“Holy Name Retreat House is a real treasure,” Green Bay Bishop David Ricken. It provides “spiritual renewal, retreats, reflection, community building and a wonderful contact with the raw beauty of a Wisconsin island in a very comfortable setting.”
“It is the best-kept secret in Door County,” said Donna Thenell, a Holy Name volunteer and trustee board member. “It’s such a gem. (With) the solitude of the setting and the beauty of the island, it’s probably one of the most beautiful settings for a retreat.”
Throughout the summer months, Holy Name Retreat House facilitates a wide variety of retreats. Some are specifically for men or women, while others are mixed. Silent retreats are a Holy Name specialty.
According to Thenell, what Holy Name Retreat House offers can be matched by no other.
Taking in the scenic Door County views from the water, retreatants and many islanders arrive at the shores of Chambers Island on the diocesan passenger vessel, the Quo Vadis.
Besides having five to seven meals and lodging provided for them, those on retreat can utilize the canoes and rowboats on the inland island lake, the many hiking trails and even tour the historic Chambers Island lighthouse.
“There is a tremendous spirituality with all of it,” Thenell said.
“There’s no other place in Door County like it,” said John Thenell, Donna Thenell’s husband. “Because of the limited access, the island has changed very little since 1920.”
The Thenells, who were born and raised in Sturgeon Bay, have resided in their island cottage for more than 50 summers. It is a sanctuary for their family and friends. The Thenell family has a very close relationship with Holy Name Retreat House.
John served as a co-captain of the Quo Vadis for 17 years. In volunteering at the retreat house, John and Donna have helped with everything from hospitality and serving food to maintenance.
The Thenell family feels passionately about the retreat house as they’ve known it since its conception, and seen it grow. They attribute the beauty of the retreat house to the dedication of the volunteers who invested their hard work, prayers and money into it.

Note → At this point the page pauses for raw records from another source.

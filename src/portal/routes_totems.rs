//! # Totem & Special-Badge REST API
//!
//! The requirement table is static reference data; grants are append-only.
//! The admin grant endpoint is the escape hatch the evaluator does not cover
//! (e.g. honoring a paper-ledger award from before the system existed). A
//! repeated grant is not an error: the conditional insert reports the
//! existing row and the response says so.

use super::AppState;
use crate::prom_metrics::TotemLabel;
use axum::extract::{Path, State};
use axum::http::StatusCode;
use axum::response::IntoResponse;
use axum::Json;
use serde::Deserialize;
use std::sync::Arc;

/// `GET /api/totems` — the declarative requirement table.
pub(super) async fn handler_api_totems_list(
    State(state): State<Arc<AppState>>,
) -> impl IntoResponse {
    match state.db.get_totem_requirements().await {
        Ok(rows) => Json(serde_json::json!({ "totems": rows })).into_response(),
        Err(e) => (
            StatusCode::INTERNAL_SERVER_ERROR,
            Json(serde_json::json!({"error": e.to_string()})),
        )
            .into_response(),
    }
}

#[derive(Deserialize)]
pub(super) struct GrantRequest {
    participant_id: uuid::Uuid,
    totem_type: String,
}

/// `POST /api/totems/grant` — admin grant, idempotent on
/// (participant, totem).
pub(super) async fn handler_api_totem_grant(
    State(state): State<Arc<AppState>>,
    Json(req): Json<GrantRequest>,
) -> impl IntoResponse {
    let known = match state.db.get_totem_requirements().await {
        Ok(rows) => rows.iter().any(|r| r.totem_type == req.totem_type),
        Err(e) => {
            return (
                StatusCode::INTERNAL_SERVER_ERROR,
                Json(serde_json::json!({"error": e.to_string()})),
            )
                .into_response()
        }
    };
    if !known {
        return (
            StatusCode::UNPROCESSABLE_ENTITY,
            Json(serde_json::json!({"error": format!("unknown totem type '{}'", req.totem_type)})),
        )
            .into_response();
    }

    match state.db.get_participant(req.participant_id).await {
        Ok(Some(_)) => {}
        Ok(None) => {
            return (
                StatusCode::NOT_FOUND,
                Json(serde_json::json!({"error": "participant not found"})),
            )
                .into_response()
        }
        Err(e) => {
            return (
                StatusCode::INTERNAL_SERVER_ERROR,
                Json(serde_json::json!({"error": e.to_string()})),
            )
                .into_response()
        }
    }

    match state
        .db
        .grant_totem(req.participant_id, &req.totem_type)
        .await
    {
        Ok(Some(row)) => {
            state
                .prom_metrics
                .totems_granted
                .get_or_create(&TotemLabel {
                    totem_type: req.totem_type.clone(),
                })
                .inc();
            (
                StatusCode::CREATED,
                Json(serde_json::json!({"granted": true, "totem": row})),
            )
                .into_response()
        }
        Ok(None) => Json(serde_json::json!({"granted": false, "already_earned": true}))
            .into_response(),
        Err(e) => (
            StatusCode::INTERNAL_SERVER_ERROR,
            Json(serde_json::json!({"error": e.to_string()})),
        )
            .into_response(),
    }
}

/// `GET /api/participants/{id}/badges` — special badges, newest first.
pub(super) async fn handler_api_badges_list(
    State(state): State<Arc<AppState>>,
    Path(id): Path<uuid::Uuid>,
) -> impl IntoResponse {
    match state.db.list_special_badges(id).await {
        Ok(rows) => Json(serde_json::json!({ "badges": rows })).into_response(),
        Err(e) => (
            StatusCode::INTERNAL_SERVER_ERROR,
            Json(serde_json::json!({"error": e.to_string()})),
        )
            .into_response(),
    }
}

#[derive(Deserialize)]
pub(super) struct BadgeGrantRequest {
    badge_type: String,
    #[serde(default)]
    rank_position: Option<i32>,
    #[serde(default)]
    granted_by: Option<String>,
}

/// `POST /api/participants/{id}/badges` — admin-granted discrete award.
pub(super) async fn handler_api_badge_grant(
    State(state): State<Arc<AppState>>,
    Path(id): Path<uuid::Uuid>,
    Json(req): Json<BadgeGrantRequest>,
) -> impl IntoResponse {
    if req.badge_type.trim().is_empty() {
        return (
            StatusCode::UNPROCESSABLE_ENTITY,
            Json(serde_json::json!({"error": "badge_type must not be empty"})),
        )
            .into_response();
    }
    match state.db.get_participant(id).await {
        Ok(Some(_)) => {}
        Ok(None) => {
            return (
                StatusCode::NOT_FOUND,
                Json(serde_json::json!({"error": "participant not found"})),
            )
                .into_response()
        }
        Err(e) => {
            return (
                StatusCode::INTERNAL_SERVER_ERROR,
                Json(serde_json::json!({"error": e.to_string()})),
            )
                .into_response()
        }
    }
    match state
        .db
        .grant_special_badge(
            id,
            req.badge_type.trim(),
            req.rank_position,
            req.granted_by.as_deref(),
        )
        .await
    {
        Ok(row) => (StatusCode::CREATED, Json(serde_json::json!(row))).into_response(),
        Err(e) => (
            StatusCode::INTERNAL_SERVER_ERROR,
            Json(serde_json::json!({"error": e.to_string()})),
        )
            .into_response(),
    }
}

Lead by a Catholic priest, Fr. John Muller, and attended by 25 other men, the first retreat was held on the grounds of Holy Name Retreat House on August 3, 1951. Since then, thousands have grown deeper in their faith as the retreat house continued to expand.
Writer Linda Adams of the Door County Advocate marked the 35th anniversary of Holy Name’s founding in a two-part series on the retreat house. According to Adams, between the years 1951 and 1986 over 35,000 participants experienced a retreat there.
In recent years, Holy Name Retreat House has faced financial challenges. According to Mark Letter, chairman of the Holy Name trustees and active member of the retreat house board of directors, these difficulties are due to a steady decline in retreat registrations. Following Bishop Ricken’s suggestion, Letter and 13 other volunteers, religious and lay people, formed a committee to resurrect the struggling retreat house. Having retreat directors, business owners and other professionals on the committee, they are addressing the problems at many angles.
“We’re looking at what people are looking for on a retreat,” said Letter.
The committee believes that expanding retreat formats as well as increased advertising will both benefit the retreat house. While looking at increasing the variety of retreats to bring in new retreatants, Holy Name will still continue to offer retreats similar to those in previous years.
“It (Holy Name) has evolved over the years with over 50 years and millions of volunteer hours,” said John Thenell.
Josh Priniski is a senior philosophy major at UW-Oshkosh and has made five college work retreats with Holy Name Retreat House.
Among his favorite elements of the island are the wilderness aspects, the lake and the beautiful surrounding waters, but having a Catholic place for him there as well as people of the same faith really makes the experience for him.
“The community aspects are really great,” Priniski said. “When you get a random group of people together, there are certain barriers you have to work through normally that you don’t have to when you’re on a retreat. [On retreat] we’re at different points in our faith, but in sharing similar beliefs, the conversations ensue. We get that time to talk.”
“You meet people where they’re at on these retreats, whether they’re heavy into theology or big into fishing,” said John.
John and Donna Thenell are excited for what the new summer will bring for Holy Name Retreat House. They challenge the people in the Diocese of Green Bay to take the next step in their faith and try a retreat on Chambers Island. “This is their retreat house,” Donna said. “They can experience the peace and tranquility.”
“I encourage anyone who would have some days free to consider making a retreat or to join one of the already scheduled retreats to enhance your spiritual life and to get back to nature,” said Bishop Ricken.